Techniques to add knowledge to LMs

  • Categories

    1. Add pretrained entity embeddings
      • ERNIE
      • KnowBERT
    2. Use a external memory
      • KGLM
      • KNN-LM
    3. Modify the training data
      • WKLM
      • ERNIE, - salient span masking
  • 1 Add pretrained entitiy embeddings

    • USA, US, United States will have different word embeddings, but should have same entity embedding. If we can correctly link the word token of entity to its entity id. We can incorporate pretrained entitiy embeddings trained via:

      • Knowledge graph embedding methods - TransE
      • Word-entity co-occurrence methods - Wikipedia2Vec
      • Transformer encodings of entity descriptions - BLINK
    • How do we incorporate pretrained entitiy embeddings from a different embedding space?

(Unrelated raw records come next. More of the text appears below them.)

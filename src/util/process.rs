//! Subprocess execution utilities.

use std::collections::BTreeMap;
use std::ffi::OsStr;
use std::fs::{File, OpenOptions};
use std::io::{self, BufRead, BufReader, Read, Write};
use std::path::{Path, PathBuf};
use std::process::{Command, ExitStatus, Stdio};
use std::sync::Mutex;

use anyhow::{Context, Result};

/// Builder for subprocess execution.
#[derive(Debug, Clone)]
pub struct ProcessBuilder {
    program: PathBuf,
    args: Vec<String>,
    env: BTreeMap<String, String>,
    cwd: Option<PathBuf>,
}

impl ProcessBuilder {
    /// Create a new process builder for the given program.
    pub fn new(program: impl AsRef<Path>) -> Self {
        ProcessBuilder {
            program: program.as_ref().to_path_buf(),
            args: Vec::new(),
            env: BTreeMap::new(),
            cwd: None,
        }
    }

    /// Add a single argument.
    pub fn arg(mut self, arg: impl AsRef<OsStr>) -> Self {
        self.args.push(arg.as_ref().to_string_lossy().into_owned());
        self
    }

    /// Add multiple arguments.
    pub fn args<I, S>(mut self, args: I) -> Self
    where
        I: IntoIterator<Item = S>,
        S: AsRef<OsStr>,
    {
        self.args.extend(
            args.into_iter()
                .map(|s| s.as_ref().to_string_lossy().into_owned()),
        );
        self
    }

    /// Set an environment variable.
    pub fn env(mut self, key: impl AsRef<str>, value: impl AsRef<str>) -> Self {
        self.env
            .insert(key.as_ref().to_string(), value.as_ref().to_string());
        self
    }

    /// Set the working directory.
    pub fn cwd(mut self, cwd: impl AsRef<Path>) -> Self {
        self.cwd = Some(cwd.as_ref().to_path_buf());
        self
    }

    /// Build the Command.
    fn build_command(&self) -> Command {
        let mut cmd = Command::new(&self.program);
        cmd.args(&self.args);

        for (key, value) in &self.env {
            cmd.env(key, value);
        }

        if let Some(ref cwd) = self.cwd {
            cmd.current_dir(cwd);
        }

        cmd
    }

    /// Execute the command, appending stdout and stderr to `log`.
    ///
    /// With `echo`, every line is also copied to this process's stderr. Output
    /// is only recorded, never interpreted.
    pub fn exec_logged(&self, log: &Path, echo: bool) -> Result<ExitStatus> {
        let file = OpenOptions::new()
            .create(true)
            .append(true)
            .open(log)
            .with_context(|| format!("failed to open log file: {}", log.display()))?;
        let sink = Mutex::new(file);

        let mut cmd = self.build_command();
        cmd.stdin(Stdio::null());
        cmd.stdout(Stdio::piped());
        cmd.stderr(Stdio::piped());

        let mut child = cmd
            .spawn()
            .with_context(|| format!("failed to spawn `{}`", self.program.display()))?;
        let stdout = child.stdout.take();
        let stderr = child.stderr.take();

        let teed = std::thread::scope(|scope| -> Result<()> {
            let sink = &sink;
            let drain = stderr.map(|pipe| scope.spawn(move || tee(pipe, sink, echo)));
            let out = match stdout {
                Some(pipe) => tee(pipe, sink, echo),
                None => Ok(()),
            };
            // The stderr reader only finishes once the child closes its end.
            if out.is_err() {
                let _ = child.kill();
            }
            let err = match drain {
                Some(handle) => handle
                    .join()
                    .map_err(|_| anyhow::anyhow!("stderr reader panicked"))?,
                None => Ok(()),
            };
            out.and(err)
                .with_context(|| format!("failed to write log file: {}", log.display()))
        });

        if let Err(e) = teed {
            let _ = child.kill();
            let _ = child.wait();
            return Err(e);
        }

        child
            .wait()
            .with_context(|| format!("failed to wait for `{}`", self.program.display()))
    }

    /// Display the command for error messages.
    pub fn display_command(&self) -> String {
        let mut parts = vec![self.program.display().to_string()];
        parts.extend(self.args.iter().cloned());
        parts.join(" ")
    }
}

fn tee(pipe: impl Read, sink: &Mutex<File>, echo: bool) -> io::Result<()> {
    let reader = BufReader::new(pipe);
    for line in reader.split(b'\n') {
        let mut line = line?;
        line.push(b'\n');
        {
            let mut file = sink.lock().map_err(|_| io::Error::other("log file lock poisoned"))?;
            file.write_all(&line)?;
        }
        if echo {
            io::stderr().write_all(&line)?;
        }
    }
    Ok(())
}

/// Append a line to the log file.
pub fn append_log_line(log: &Path, line: &str) -> Result<()> {
    let mut file = OpenOptions::new()
        .create(true)
        .append(true)
        .open(log)
        .with_context(|| format!("failed to open log file: {}", log.display()))?;
    writeln!(file, "{}", line)
        .with_context(|| format!("failed to write log file: {}", log.display()))
}

/// Find an executable in PATH.
pub fn find_executable(name: &str) -> Option<PathBuf> {
    which::which(name).ok()
}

      • Learn a fusion layer to combine context and entity information

        \(h_j = F(W_tw_j + W_ee_k + b)\) where \(w_j\) is the word embedding and \(e_k\) is the entity embedding

    • ERNIE: Enhanced Language Representation with Informative Entities (Zhang et al. ACL 2019)

      • Text encoder: BERT like

      • Knowledge encoder: stacked blocks composed of:

        • Two multi-headed attentions (MHAs) over entity embeddings and token embeddings

        • A fusion layer to combine the output of the MHAs

        • Trained with BERT objective + a knowledge pretraining task (dEA - denoising entity autoencoder, Vincent et al. ICML 2008): randomly mask token-entity alignments and predict the corresponding entity for a token from the entities in the sequence.

      • Remaining challenges:

        • Needs text data with entities annotated in the input.
    • KnowBERT: Jointly learn to link entities with KnowBERT (Peters et al. EMNLP 2019)

      • pretrain an integrated entity linker (EL) as an extension to BERT
      • EL predicts entities so entity annotations aren’t required
      • Learning EL may better encode knowledge
      • Also uses a fusion layer to combine entity and context information and adds a knowledge pretraining task.
  • 2 Use an external memory

    • Are their more direct ways than pretrained entity embeddings to provide the model factual knowledge?

    • Yes: Give the model access to an external memory (a key-value store with access to KG triplets or context information)

    • Advantages:

      • Can better support injecting and updating factual knowledge
      • More interpretable
    • Knowledge-Graphs for Fact-Aware Language Modeling (Logan et al. ACL 2019)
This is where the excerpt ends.